Lula participou do ato ao lado de aliados da campanha no Paraná. Estiveram no palanque o candidato ao governo estadual Requião Filho (PDT), a candidata ao Senado Gleisi Hoffmann (PT), o candidato ao Senado Dr. Rosinha (PT) e o ex-governador Roberto Requião, além da primeira-dama Janja.

Lula junto a Requião Filho, candidato ao governo do Paraná, e aos candidatos ao senado Gleisi Hoffman e Dr. Rosinha – Foto: Ricardo Stuckert

GETÚLIO E OS DIREITOS DOS TABALHADORES

Durante o discurso, Lula também recorreu à memória de Getúlio Vargas para defender um projeto nacional de desenvolvimento. O presidente relembrou que, desde o início da República, foram os seus governos e os de Getúlio que de fato tiveram compromisso com os trabalhadores.

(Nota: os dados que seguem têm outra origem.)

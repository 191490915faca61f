// SPDX-License-Identifier: BUSL-1.1
// Copyright (c) 2026 Alfred Jean LLC

//! Sample job: one launch of a sample preset against a set of checkpoints.
//! Job-level domain types and the dispatcher's eligibility rules.

use crate::define_id;
use crate::sample_preset::SamplePresetId;
use crate::simple_display;
use chrono::{DateTime, Utc};
use serde::{Deserialize, Serialize};

define_id! {
    /// Identifier for a [`SampleJob`].
    pub struct SampleJobId("jobb");
}

/// Job-level state machine.
#[derive(Debug, Clone, Copy, PartialEq, Eq, Serialize, Deserialize)]
#[serde(rename_all = "snake_case")]
pub enum SampleJobStatus {
    Pending,
    Running,
    Completed,
    CompletedWithErrors,
    Failed,
    Stopped,
}

simple_display! {
    SampleJobStatus {
        Pending => "pending",
        Running => "running",
        Completed => "completed",
        CompletedWithErrors => "completed_with_errors",
        Failed => "failed",
        Stopped => "stopped",
    }
}

impl SampleJobStatus {
    /// Whether the dispatcher may pick this job up: only the oldest
    /// job in status pending or stopped is eligible.
    pub fn is_dispatchable(self) -> bool {
        matches!(self, SampleJobStatus::Pending | SampleJobStatus::Stopped)
    }

    pub fn is_terminal(self) -> bool {
        matches!(
            self,
            SampleJobStatus::Completed
                | SampleJobStatus::CompletedWithErrors
                | SampleJobStatus::Failed
        )
    }
}

#[derive(Debug, Clone, Serialize, Deserialize)]
pub struct SampleJob {
    pub id: SampleJobId,
    pub training_run_name: String,
    pub sample_preset_id: SamplePresetId,
    pub workflow_name: String,
    pub vae: Option<String>,
    pub clip: Option<String>,
    pub shift: Option<f64>,
    pub status: SampleJobStatus,
    pub total_items: u32,
    pub completed_items: u32,
    pub error_message: Option<String>,
    pub created_at: DateTime<Utc>,
    pub updated_at: DateTime<Utc>,
}

impl SampleJob {
    /// completed_items must never exceed total_items.
    pub fn completed_items_in_bounds(&self) -> bool {
        self.completed_items <= self.total_items
    }
}

/// Parameters accepted by `launchJob`.
#[derive(Debug, Clone, Deserialize)]
pub struct LaunchJobRequest {
    pub sample_preset_id: SamplePresetId,
    pub training_run_name: String,
    pub checkpoint_filenames: Vec<String>,
    pub workflow: serde_json::Value,
    pub workflow_name: String,
    #[serde(default)]
    pub vae: Option<String>,
    #[serde(default)]
    pub clip: Option<String>,
    #[serde(default)]
    pub shift: Option<f64>,
}

#[cfg(test)]
#[path = "job_tests.rs"]
mod tests;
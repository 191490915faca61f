// SPDX-License-Identifier: BUSL-1.1
// Copyright (c) 2026 Alfred Jean LLC

//! `sg-cli migrate` — apply pending schema migrations and exit. Useful
//! for a deploy step that wants migrations applied before the server
//! starts accepting traffic, separate from `Store::open`'s normal
//! apply-on-startup behavior.

use anyhow::Context;
use sg_storage::Store;
use std::path::PathBuf;

pub async fn run(database_path: Option<PathBuf>) -> anyhow::Result<()> {
    let path = super::env::database_path(database_path);
    tracing::info!(path = %path.display(), "applying migrations");
    Store::open(&path).with_context(|| format!("failed to open database at {}", path.display()))?;
    println!("migrations applied to {}", path.display());
    Ok(())
}
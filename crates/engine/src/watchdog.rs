// SPDX-License-Identifier: BUSL-1.1
// Copyright (c) 2026 Alfred Jean LLC

//! Per-item idle watchdog. The render service occasionally accepts a
//! prompt and then never reports progress on it (a silently dropped
//! submission, a crashed worker on its end); without a timeout the
//! dispatcher would wait forever on that single item.

use sg_core::SampleJobItemId;
use std::time::Duration;
use tokio::sync::mpsc;
use tokio::task::JoinHandle;

/// How long an in-flight item may go without a progress event before the
/// watchdog declares it timed out.
pub const ITEM_IDLE_TIMEOUT: Duration = Duration::from_secs(15 * 60);

/// A running timer for one in-flight item. Dropping it cancels the timer
/// without firing.
pub struct Watchdog {
    handle: JoinHandle<()>,
}

impl Watchdog {
    /// Start a timer that invokes `on_timeout` after `timeout` unless
    /// cancelled or dropped first.
    pub fn start<F>(timeout: Duration, item_id: SampleJobItemId, on_timeout: F) -> Self
    where
        F: FnOnce(SampleJobItemId) + Send + 'static,
    {
        let handle = tokio::spawn(async move {
            tokio::time::sleep(timeout).await;
            on_timeout(item_id);
        });
        Self { handle }
    }

    pub fn cancel(self) {
        self.handle.abort();
    }
}

impl Drop for Watchdog {
    fn drop(&mut self) {
        self.handle.abort();
    }
}

/// Bridges a fired watchdog timer into the dispatcher's command mailbox.
pub fn start_for_mailbox(
    item_id: SampleJobItemId,
    command_tx: mpsc::Sender<crate::commands::EngineCommand>,
) -> Watchdog {
    Watchdog::start(ITEM_IDLE_TIMEOUT, item_id, move |timed_out_item| {
        let _ = command_tx.try_send(crate::commands::EngineCommand::ItemTimedOut(timed_out_item));
    })
}

#[cfg(test)]
#[path = "watchdog_tests.rs"]
mod tests;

“Na nossa história, tem dois momentos. Getúlio Vargas em 1936, com a criação do salário mínimo, que foi uma revolução para a época. É por isso que lá em São Paulo não tem uma rua com o nome do Getúlio Vargas, porque a elite paulista odiava o Getúlio Vargas. Depois, em 1943, o Getúlio criou a CLT”, disse Lula

“A gente não tinha jornada de trabalho, a gente não tinha direito a férias. Sabe que na constituinte de 46, os empresários paulistas dizia: ‘Não pode dar férias mais que 10 dia, que se der férias mais de 10 dia, o trabalhador vai beber, ele vai beber, não pode dar férias’. Ele pode beber e a gente não. Então, Getúlio Vargas fez essa coisa extraordinária. E depois do Getúlio Vargas, foi o PT que fez”, ressaltou Lula

“Eu quero que vocês pesquisem. Não há nenhum momento na história do Brasil que qualquer governo fez política de inclusão social, a não ser Lula, Getúlio e Dilma e Lula”, pontuou o presidente.

INSS E BANCO MASTER

No mesmo comício, Lula voltou a falar sobre as investigações envolvendo as fraudes no Instituto Nacional do Seguro Social (INSS) e o caso Banco Master. O presidente sustentou que os problemas começaram no governo anterior e afirmou que as investigações avançaram durante sua gestão.

Sobre o Banco Master, Lula lembrou que a instituição foi criada durante o governo Jair Bolsonaro e defendeu que as investigações revelem integralmente os responsáveis por eventuais irregularidades. O presidente também criticou a divulgação que considera seletiva de informações do processo e disse ter conversado diretamente com o presidente do Supremo Tribunal Federal (STF), Edson Fachin, para pedir a abertura integral dos autos.

Lula também afirmou que seu governo não impede investigações, mesmo quando elas atingem pessoas próximas. Citou o próprio filho, mencionado em apurações relacionadas às fraudes no INSS, para dizer que ninguém deve ser protegido caso tenha cometido irregularidades.

Multidão ocupou a Boca Maldita – Foto: Ricardo Stuckert

SOBERANIA NACIONAL

Outro ponto do discurso foi a soberania nacional. Ao comentar a possibilidade de influência estrangeira sobre as eleições brasileiras, Lula afirmou que as decisões sobre o futuro político do país devem caber exclusivamente aos brasileiros.

“Esse país não é um país de vira-latas. Não é republiqueta de bananas. A escolha de um governador, de um deputado e do presidente é única do povo brasileiro”, disse o presidente.

A declaração foi feita no contexto das críticas de Lula a tentativas de atores externos de influenciar a política brasileira e reforçou uma das marcas de sua campanha: a defesa da autonomia do país para definir suas políticas econômicas e políticas.

EDUCAÇÃO COMO EIXO DO DESENVOLVIMENTO

No Paraná, Lula também destacou a educação como uma das áreas estratégicas para o desenvolvimento nacional. Em publicação sobre o ato, o site oficial do presidente afirmou que a meta é levar o Brasil a um novo patamar de desenvolvimento e tirá-lo da condição de país em desenvolvimento, tendo a educação como uma das bases desse projeto.

A agenda também foi apresentada como parte de uma estratégia de longo prazo para ampliar oportunidades e melhorar a qualidade do ensino, vinculando investimento público à formação de trabalhadores, inovação e aumento da capacidade produtiva brasileira.